**EXERCISE DATA**
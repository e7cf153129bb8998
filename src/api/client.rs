//! AIStore request client implementation.
//!
//! [`RequestClient`] is the single place where requests to the cluster are
//! built and sent: it resolves paths against the versioned base URL, attaches
//! the standard headers, turns non-2xx responses into errors and optionally
//! deserializes the body.
//!
//! # Example
//!
//! ```rust,ignore
//! use aistore::api::{RequestClient, RequestOptions};
//! use aistore::api::types::BucketList;
//! use http::Method;
//!
//! let client = RequestClient::new("http://localhost:8080")?;
//! let url = client.get_full_url("objects/bck/obj", &[("provider", "ais")])?;
//! let list: BucketList = client
//!     .request_deserialize(Method::GET, "buckets/bck", RequestOptions::new())
//!     .await?;
//! ```

use std::fmt;
use std::sync::Arc;
use std::time::Duration;

use http::header::{CONTENT_TYPE, USER_AGENT};
use http::{HeaderMap, HeaderValue, Method};
use serde::de::DeserializeOwned;
use serde::Serialize;

use crate::api::constants::{user_agent, JSON_CONTENT_TYPE};
use crate::api::error::{handle_errors, AisError, AisResult, ErrorHandler};
use crate::api::session::{HttpRequest, RequestOptions, Response, Session};
use crate::network::API_VERSION;

/// Builder for configuring [`RequestClient`].
pub struct RequestClientBuilder {
    endpoint: String,
    timeout: Option<Duration>,
    session: Option<Arc<dyn Session>>,
    error_handler: Arc<dyn ErrorHandler>,
}

impl RequestClientBuilder {
    /// Create a new builder for the given endpoint.
    pub fn new(endpoint: impl Into<String>) -> Self {
        Self {
            endpoint: endpoint.into(),
            timeout: None,
            session: None,
            error_handler: Arc::new(handle_errors),
        }
    }

    /// Set a client-wide timeout for the default session.
    ///
    /// Ignored when a custom session is supplied.
    pub fn timeout(mut self, timeout: Duration) -> Self {
        self.timeout = Some(timeout);
        self
    }

    /// Use a custom transport instead of the reqwest-backed default.
    pub fn session(mut self, session: impl Session + 'static) -> Self {
        self.session = Some(Arc::new(session));
        self
    }

    /// Replace the status-code-to-error policy.
    pub fn error_handler(mut self, handler: impl ErrorHandler + 'static) -> Self {
        self.error_handler = Arc::new(handler);
        self
    }

    /// Build the client.
    ///
    /// # Errors
    ///
    /// Returns an error if no session was supplied and the default one cannot
    /// be initialized (or the `http` feature is disabled).
    pub fn build(self) -> AisResult<RequestClient> {
        let session = match self.session {
            Some(session) => session,
            None => default_session(self.timeout)?,
        };
        Ok(RequestClient::from_parts(
            self.endpoint,
            session,
            self.error_handler,
        ))
    }
}

#[cfg(feature = "http")]
fn default_session(timeout: Option<Duration>) -> AisResult<Arc<dyn Session>> {
    Ok(Arc::new(crate::api::session::ReqwestSession::new(timeout)?))
}

#[cfg(not(feature = "http"))]
fn default_session(_timeout: Option<Duration>) -> AisResult<Arc<dyn Session>> {
    Err(AisError::InvalidParameter(
        "no session supplied and the `http` feature is disabled".to_string(),
    ))
}

/// Request client bound to one AIStore endpoint.
#[derive(Clone)]
pub struct RequestClient {
    endpoint: String,
    base_url: String,
    session: Arc<dyn Session>,
    error_handler: Arc<dyn ErrorHandler>,
}

impl RequestClient {
    /// Create a client with the default reqwest session.
    ///
    /// # Errors
    ///
    /// Returns an error if the HTTP client cannot be initialized.
    pub fn new(endpoint: impl Into<String>) -> AisResult<Self> {
        RequestClientBuilder::new(endpoint).build()
    }

    /// Create a client over an existing session.
    pub fn with_session(endpoint: impl Into<String>, session: impl Session + 'static) -> Self {
        Self::from_parts(endpoint.into(), Arc::new(session), Arc::new(handle_errors))
    }

    /// Create a new client builder for custom configuration.
    pub fn builder(endpoint: impl Into<String>) -> RequestClientBuilder {
        RequestClientBuilder::new(endpoint)
    }

    fn from_parts(
        endpoint: String,
        session: Arc<dyn Session>,
        error_handler: Arc<dyn ErrorHandler>,
    ) -> Self {
        let base_url = format!("{}/{}", endpoint, API_VERSION);
        Self {
            endpoint,
            base_url,
            session,
            error_handler,
        }
    }

    /// Endpoint as given at construction.
    pub fn endpoint(&self) -> &str {
        &self.endpoint
    }

    /// Endpoint plus the API version segment.
    pub fn base_url(&self) -> &str {
        &self.base_url
    }

    /// Transport every request goes through.
    pub fn session(&self) -> &Arc<dyn Session> {
        &self.session
    }

    /// Full URL for `path` with `params` encoded as the query string.
    ///
    /// Leading slashes on `path` are dropped. No `?` is appended when `params`
    /// encodes to nothing.
    pub fn get_full_url<P>(&self, path: &str, params: &P) -> AisResult<String>
    where
        P: Serialize + ?Sized,
    {
        let query = serde_urlencoded::to_string(params)
            .map_err(|e| AisError::Serialize(format!("Failed to encode query: {}", e)))?;
        let url = self.url_for(path);
        if query.is_empty() {
            Ok(url)
        } else {
            Ok(format!("{}?{}", url, query))
        }
    }

    /// Send a request and return the raw response.
    ///
    /// Any status outside 200-299 goes through the error handler and comes
    /// back as `Err`. On success the body is left unread.
    pub async fn request(
        &self,
        method: Method,
        path: &str,
        options: RequestOptions,
    ) -> AisResult<Response> {
        let url = self.url_for(path);
        let mut headers = Self::request_headers();
        headers.extend(options.headers);

        tracing::debug!(method = %method, url = %url, "Sending request");

        let request = HttpRequest {
            method,
            url,
            headers,
            query: options.params,
            body: options.body,
            timeout: options.timeout,
        };
        let response = self.session.send(request).await?;

        if response.is_success() {
            return Ok(response);
        }

        let status = response.status();
        let body = match response.text().await {
            Ok(text) => text,
            Err(e) => {
                tracing::warn!("Failed to read error response body: {}", e);
                String::new()
            }
        };
        Err(self.error_handler.handle(status, &body))
    }

    /// Send a request and deserialize the JSON body into `T`.
    pub async fn request_deserialize<T: DeserializeOwned>(
        &self,
        method: Method,
        path: &str,
        options: RequestOptions,
    ) -> AisResult<T> {
        let text = self.request(method, path, options).await?.text().await?;
        serde_json::from_str(&text).map_err(|e| {
            AisError::Deserialize(format!(
                "Failed to deserialize {}: {}",
                std::any::type_name::<T>(),
                e
            ))
        })
    }

    fn url_for(&self, path: &str) -> String {
        format!("{}/{}", self.base_url, path.trim_start_matches('/'))
    }

    fn request_headers() -> HeaderMap {
        let mut headers = HeaderMap::new();
        headers.insert(CONTENT_TYPE, HeaderValue::from_static(JSON_CONTENT_TYPE));
        // The version string is ASCII, so this only fails if the constants are edited badly
        if let Ok(value) = HeaderValue::from_str(&user_agent()) {
            headers.insert(USER_AGENT, value);
        }
        headers
    }
}

impl fmt::Debug for RequestClient {
    fn fmt(&self, f: &mut fmt::Formatter<'_>) -> fmt::Result {
        f.debug_struct("RequestClient")
            .field("endpoint", &self.endpoint)
            .field("base_url", &self.base_url)
            .finish_non_exhaustive()
    }
}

**HOW TO COMPLETE THIS TASK**
From the records above, retype only the lines starting at the line that contains "tracing::debug!(method = %method, url" and ending at the line that contains "let status = response.status();", both included.

**SOLUTION TO THE PROBLEM**
        tracing::debug!(method = %method, url = %url, "Sending request");

        let request = HttpRequest {
            method,
            url,
            headers,
            query: options.params,
            body: options.body,
            timeout: options.timeout,
        };
        let response = self.session.send(request).await?;

        if response.is_success() {
            return Ok(response);
        }

        let status = response.status();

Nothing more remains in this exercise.